▶ _ASSIGNED TASK_:
For each line below that holds "INVALID", return the line as it stands.

▶ _STORED DATA_:
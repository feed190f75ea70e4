//! Mount → mutate → detach → attach round trips against the library API.

mod common;

use razorfs::FsError;
use razorfs::NodeFlags;
use razorfs::ROOT_INODE;
use razorfs::RazorFs;
use razorfs::Region;
use tempfile::TempDir;

use crate::common::small_settings;
use crate::common::unique_region_name;

#[test]
fn clean_persistence_across_mounts() {
    let region_name = unique_region_name("clean-persist");
    let wal_dir = TempDir::new().unwrap();
    let mut settings = small_settings(&region_name);
    settings.wal_path = Some(wal_dir.path().join("razorfs.wal"));

    {
        let fs = RazorFs::new(settings.clone()).unwrap();
        let file = fs.create_file(ROOT_INODE, b"hello.txt", 0o644).unwrap();
        assert_eq!(fs.write_at(file.inode, 0, b"hi\n").unwrap(), 3);
        fs.shutdown();
    }

    {
        let fs = RazorFs::new(settings).unwrap();
        let node = fs.tree().lookup_child(ROOT_INODE, b"hello.txt").unwrap();
        assert_eq!(node.size, 3);
        assert_eq!(fs.read_at(node.inode, 0, 16).unwrap(), b"hi\n");
        fs.shutdown();
    }
    Region::destroy(&region_name).unwrap();
}

#[test]
fn compression_round_trip_across_mounts() {
    let region_name = unique_region_name("compress-persist");
    let wal_dir = TempDir::new().unwrap();
    let mut settings = small_settings(&region_name);
    settings.wal_path = Some(wal_dir.path().join("razorfs.wal"));

    let content = vec![0x41u8; 1024 * 1024];
    let inode;
    {
        let fs = RazorFs::new(settings.clone()).unwrap();
        let file = fs.create_file(ROOT_INODE, b"big", 0o644).unwrap();
        inode = file.inode;
        // The bridge hands writes over in chunks; feed it the same way.
        for (i, chunk) in content.chunks(128 * 1024).enumerate() {
            fs.write_at(inode, (i * 128 * 1024) as u64, chunk).unwrap();
        }
        let node = fs.tree().node_by_inode(inode).unwrap();
        assert_eq!(node.size, content.len() as u64);
        assert!(node.node_flags().contains(NodeFlags::COMPRESSED));
        assert!((node.storage_bytes as u64) < node.size);
        fs.shutdown();
    }

    {
        let fs = RazorFs::new(settings).unwrap();
        let node = fs.tree().node_by_inode(inode).unwrap();
        assert_eq!(node.size, content.len() as u64);
        assert_eq!(fs.read_at(inode, 0, 1).unwrap(), [0x41]);
        assert_eq!(fs.read_at(inode, node.size - 1, 1).unwrap(), [0x41]);
        fs.shutdown();
    }
    Region::destroy(&region_name).unwrap();
}

#[test]
fn rebalance_keeps_every_path_and_content() {
    let region_name = unique_region_name("rebalance-stability");
    let mut settings = small_settings(&region_name);
    settings.node_capacity = 2048;
    settings.string_capacity = 256 * 1024;
    settings.data_capacity = 16 * 1024 * 1024;

    let fs = RazorFs::new(settings).unwrap();

    // 16 top-level dirs, 16 subdirs each, 4 files per subdir: 1024 files.
    let mut files = Vec::new();
    for t in 0..16 {
        let top = fs
            .create_dir(ROOT_INODE, format!("t{t:02}").as_bytes(), 0o755)
            .unwrap();
        for s in 0..16 {
            let sub = fs
                .create_dir(top.inode, format!("s{s:02}").as_bytes(), 0o755)
                .unwrap();
            for f in 0..4 {
                let name = format!("f{f}");
                let node = fs.create_file(sub.inode, name.as_bytes(), 0o644).unwrap();
                let content = format!("content of /t{t:02}/s{s:02}/{name}");
                fs.write_at(node.inode, 0, content.as_bytes()).unwrap();
                files.push((format!("/t{t:02}/s{s:02}/{name}"), content));
            }
        }
    }

    let live = fs.tree().rebalance().unwrap();
    assert_eq!(live, 1 + 16 + 16 * 16 + 1024);

    for (path, content) in &files {
        let inode = fs.tree().path_lookup(path).unwrap();
        let data = fs.read_at(inode, 0, 4096).unwrap();
        assert_eq!(data, content.as_bytes(), "content mismatch at {path}");
    }
    fs.shutdown();
    Region::destroy(&region_name).unwrap();
}

#[test]
fn arena_exhaustion_and_refill() {
    let region_name = unique_region_name("arena-exhaust");
    let mut settings = small_settings(&region_name);
    settings.node_capacity = 64;

    let fs = RazorFs::new(settings).unwrap();

    // Nested chain sidesteps the 16-child fan-out limit: every new
    // directory goes under the previous one.
    let mut parents = vec![ROOT_INODE];
    let mut created = 0u32;
    loop {
        let parent = *parents.last().unwrap();
        match fs.create_dir(parent, format!("d{created:03}").as_bytes(), 0o755) {
            Ok(node) => {
                parents.push(node.inode);
                created += 1;
            }
            Err(FsError::NoSpace) => break,
            Err(other) => panic!("unexpected error {other:?}"),
        }
    }
    // 64 slots, one taken by the root.
    assert_eq!(created, 63);

    // Existing operations keep working at capacity.
    assert!(fs.tree().lookup_child(ROOT_INODE, b"d000").is_ok());

    // Delete the 10 deepest, then allocate 10 more.
    for _ in 0..10 {
        let child = parents.pop().unwrap();
        let parent = *parents.last().unwrap();
        let name = fs.tree().name_of(child).unwrap();
        fs.remove_dir(parent, &name).unwrap();
    }
    let mut parent = *parents.last().unwrap();
    for i in 0..10 {
        let node = fs
            .create_dir(parent, format!("r{i:02}").as_bytes(), 0o755)
            .unwrap();
        parent = node.inode;
    }
    assert_eq!(
        fs.create_dir(parent, b"overflow", 0o755).unwrap_err(),
        FsError::NoSpace
    );
    fs.shutdown();
    Region::destroy(&region_name).unwrap();
}

#[test]
fn non_durable_mode_survives_clean_detach() {
    let region_name = unique_region_name("non-durable");
    let settings = small_settings(&region_name);

    {
        let fs = RazorFs::new(settings.clone()).unwrap();
        let dir = fs.create_dir(ROOT_INODE, b"keep", 0o755).unwrap();
        let file = fs.create_file(dir.inode, b"data.bin", 0o644).unwrap();
        fs.write_at(file.inode, 0, b"still here").unwrap();
        fs.shutdown();
    }

    {
        let fs = RazorFs::new(settings).unwrap();
        let inode = fs.tree().path_lookup("/keep/data.bin").unwrap();
        assert_eq!(fs.read_at(inode, 0, 64).unwrap(), b"still here");
        fs.shutdown();
    }
    Region::destroy(&region_name).unwrap();
}

#[test]
fn rename_and_readdir_round_trip() {
    let region_name = unique_region_name("rename-readdir");
    let settings = small_settings(&region_name);
    let fs = RazorFs::new(settings).unwrap();

    let dir = fs.create_dir(ROOT_INODE, b"d", 0o755).unwrap();
    fs.create_file(dir.inode, b"one", 0o644).unwrap();
    fs.create_file(dir.inode, b"two", 0o644).unwrap();
    fs.rename_entry(dir.inode, b"one", b"uno").unwrap();

    let names: Vec<Vec<u8>> = fs
        .tree()
        .readdir(dir.inode)
        .unwrap()
        .into_iter()
        .map(|e| e.name)
        .collect();
    assert!(names.contains(&b"uno".to_vec()));
    assert!(names.contains(&b"two".to_vec()));
    assert!(!names.contains(&b"one".to_vec()));

    fs.rename_entry(ROOT_INODE, b"d", b"d2").unwrap();
    assert!(fs.tree().path_lookup("/d2/uno").is_ok());
    assert_eq!(
        fs.tree().path_lookup("/d/uno").unwrap_err(),
        FsError::NotFound
    );
    fs.shutdown();
    Region::destroy(&region_name).unwrap();
}
//! Fixed-capacity node arena.
//!
//! Nodes are 128-byte POD records stored back to back in the region, one
//! cache-line pair each. Free slots form a singly-linked list threaded
//! through the `parent` field, with the list head kept in the region
//! header. Allocation serializes on one short mutex; each slot has its own
//! reader-writer lock in an in-memory lock table (lock state is
//! meaningless after a crash, so persisting it would only persist
//! garbage).

use std::sync::Arc;

use bitflags::bitflags;
use parking_lot::Mutex;
use parking_lot::RwLock;
use parking_lot::RwLockReadGuard;
use parking_lot::RwLockWriteGuard;
use zerocopy::FromBytes;
use zerocopy::Immutable;
use zerocopy::IntoBytes;
use zerocopy::KnownLayout;

use crate::errors::FsError;
use crate::errors::FsResult;
use crate::region::Region;

/// Bytes per node slot.
pub const NODE_SIZE: usize = 128;

/// Fan-out of the tree: children per directory node.
pub const MAX_CHILDREN: usize = 16;

/// Sentinel arena index: no node.
pub const INVALID: u32 = u32::MAX;

/// Arena index of the root directory.
pub const ROOT_INDEX: u32 = 0;

bitflags! {
    /// Per-node flag word.
    #[derive(Debug, Clone, Copy, PartialEq, Eq)]
    pub struct NodeFlags: u32 {
        /// The payload extent holds a compressed image.
        const COMPRESSED = 1;
    }
}

/// One tree node as stored in the region.
///
/// `data_start`/`data_blocks`/`storage_bytes`/`flags` describe the file's
/// payload extent in the block pool; directories leave them zero.
#[repr(C)]
#[derive(Debug, Clone, Copy, IntoBytes, FromBytes, KnownLayout, Immutable)]
pub struct RawNode {
    /// Unique identifier, never reused within a mount. 0 marks a free slot.
    pub inode: u32,
    /// Arena index of the parent; `INVALID` for the root and free slots.
    /// Free slots reuse this field as the free-list link.
    pub parent: u32,
    /// Offset of the node's name in the string table.
    pub name_offset: u32,
    /// Type and permission bits (`S_IFDIR`/`S_IFREG` plus mode).
    pub mode: u32,
    /// Logical size in bytes; directories carry 0.
    pub size: u64,
    /// Seconds since the epoch. atime and ctime collapse onto this value.
    pub mtime: u64,
    /// Live entries in `children`.
    pub num_children: u16,
    reserved0: u16,
    /// First block of the payload extent.
    pub data_start: u32,
    /// Blocks in the payload extent.
    pub data_blocks: u32,
    /// Bytes of the extent actually occupied (compressed or raw).
    pub storage_bytes: u32,
    /// `NodeFlags` bits.
    pub flags: u32,
    /// Arena indices of children; unused slots hold `INVALID`.
    pub children: [u32; MAX_CHILDREN],
    reserved1: [u32; 3],
}

const _: () = assert!(size_of::<RawNode>() == NODE_SIZE);

impl RawNode {
    /// A blank node with every index slot poisoned to `INVALID`.
    pub fn empty() -> RawNode {
        RawNode {
            inode: 0,
            parent: INVALID,
            name_offset: 0,
            mode: 0,
            size: 0,
            mtime: 0,
            num_children: 0,
            reserved0: 0,
            data_start: 0,
            data_blocks: 0,
            storage_bytes: 0,
            flags: 0,
            children: [INVALID; MAX_CHILDREN],
            reserved1: [0; 3],
        }
    }

    /// Whether this slot holds a live node.
    pub fn is_live(&self) -> bool {
        self.inode != 0
    }

    /// Whether the mode marks a directory.
    pub fn is_dir(&self) -> bool {
        self.mode & libc::S_IFMT as u32 == libc::S_IFDIR as u32
    }

    /// Flag accessor.
    pub fn node_flags(&self) -> NodeFlags {
        NodeFlags::from_bits_truncate(self.flags)
    }
}

/// The node arena plus its in-memory lock table.
pub struct NodeArena {
    region: Arc<Region>,
    base: usize,
    capacity: u32,
    locks: Box<[RwLock<()>]>,
    alloc: Mutex<()>,
}

impl NodeArena {
    /// Attach to the region's node arena.
    pub fn attach(region: Arc<Region>) -> NodeArena {
        let capacity = region.node_capacity();
        let locks = (0..capacity).map(|_| RwLock::new(())).collect::<Vec<_>>();
        NodeArena {
            base: region.nodes_off(),
            capacity,
            locks: locks.into_boxed_slice(),
            alloc: Mutex::new(()),
            region,
        }
    }

    /// Slots in the arena.
    pub fn capacity(&self) -> u32 {
        self.capacity
    }

    /// High-water mark of slots ever allocated.
    pub fn used(&self) -> u32 {
        self.region.used_nodes()
    }

    /// Copy the node at `idx` out of the region.
    ///
    /// The caller holds the node's lock (either side) or the global tree
    /// write lock.
    pub fn get(&self, idx: u32) -> RawNode {
        assert!(idx < self.capacity);
        self.region
            .read_at(self.base + idx as usize * NODE_SIZE)
    }

    /// Write the node at `idx`. Caller holds the node's write lock.
    pub fn set(&self, idx: u32, node: &RawNode) {
        assert!(idx < self.capacity);
        self.region
            .write_at(self.base + idx as usize * NODE_SIZE, node);
    }

    /// Acquire the node's read lock.
    pub fn read_lock(&self, idx: u32) -> RwLockReadGuard<'_, ()> {
        self.locks[idx as usize].read()
    }

    /// Acquire the node's write lock.
    pub fn write_lock(&self, idx: u32) -> RwLockWriteGuard<'_, ()> {
        self.locks[idx as usize].write()
    }

    /// Allocate a slot, popping the free list before bumping the
    /// high-water mark.
    ///
    /// The slot's bytes are stale; the caller must fully initialize it
    /// under the slot's write lock before publishing the index anywhere.
    pub fn alloc(&self) -> FsResult<u32> {
        let _guard = self.alloc.lock();
        let head = self.region.free_head();
        if head != INVALID {
            let node = self.get(head);
            self.region.set_free_head(node.parent);
            return Ok(head);
        }
        let used = self.region.used_nodes();
        if used >= self.capacity {
            return Err(FsError::NoSpace);
        }
        self.region.set_used_nodes(used + 1);
        Ok(used)
    }

    /// Return `idx` to the free list. The caller still holds the node's
    /// write lock and has already unlinked it from its parent, so late
    /// readers that raced the unlink see a dead slot, never a torn one.
    pub fn free(&self, idx: u32) {
        let _guard = self.alloc.lock();
        let mut node = RawNode::empty();
        node.parent = self.region.free_head();
        self.set(idx, &node);
        self.region.set_free_head(idx);
    }

    /// Free slots currently reachable through the free list plus the
    /// never-allocated tail.
    pub fn free_count(&self) -> u32 {
        let _guard = self.alloc.lock();
        let mut count = self.capacity - self.region.used_nodes();
        let mut cursor = self.region.free_head();
        let mut hops = 0u32;
        while cursor != INVALID && hops <= self.capacity {
            count += 1;
            cursor = self.get(cursor).parent;
            hops += 1;
        }
        count
    }

    /// Rebuild the free list so it contains exactly the non-live slots
    /// below the high-water mark. Caller holds the global tree write lock.
    pub fn rebuild_free_list(&self) {
        let _guard = self.alloc.lock();
        let used = self.region.used_nodes();
        let mut head = INVALID;
        for idx in (0..used).rev() {
            let node = self.get(idx);
            if !node.is_live() {
                let mut free = RawNode::empty();
                free.parent = head;
                self.set(idx, &free);
                head = idx;
            }
        }
        self.region.set_free_head(head);
    }
}

impl std::fmt::Debug for NodeArena {
    fn fmt(&self, f: &mut std::fmt::Formatter<'_>) -> std::fmt::Result {
        f.debug_struct("NodeArena")
            .field("capacity", &self.capacity)
            .field("used", &self.used())
            .finish()
    }
}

▶ _RESPONSE_:
pub const INVALID: u32 = u32::MAX;
    /// Arena index of the parent; `INVALID` for the root and free slots.
    /// Arena indices of children; unused slots hold `INVALID`.
    /// A blank node with every index slot poisoned to `INVALID`.
            parent: INVALID,
            children: [INVALID; MAX_CHILDREN],
        if head != INVALID {
        while cursor != INVALID && hops <= self.capacity {
        let mut head = INVALID;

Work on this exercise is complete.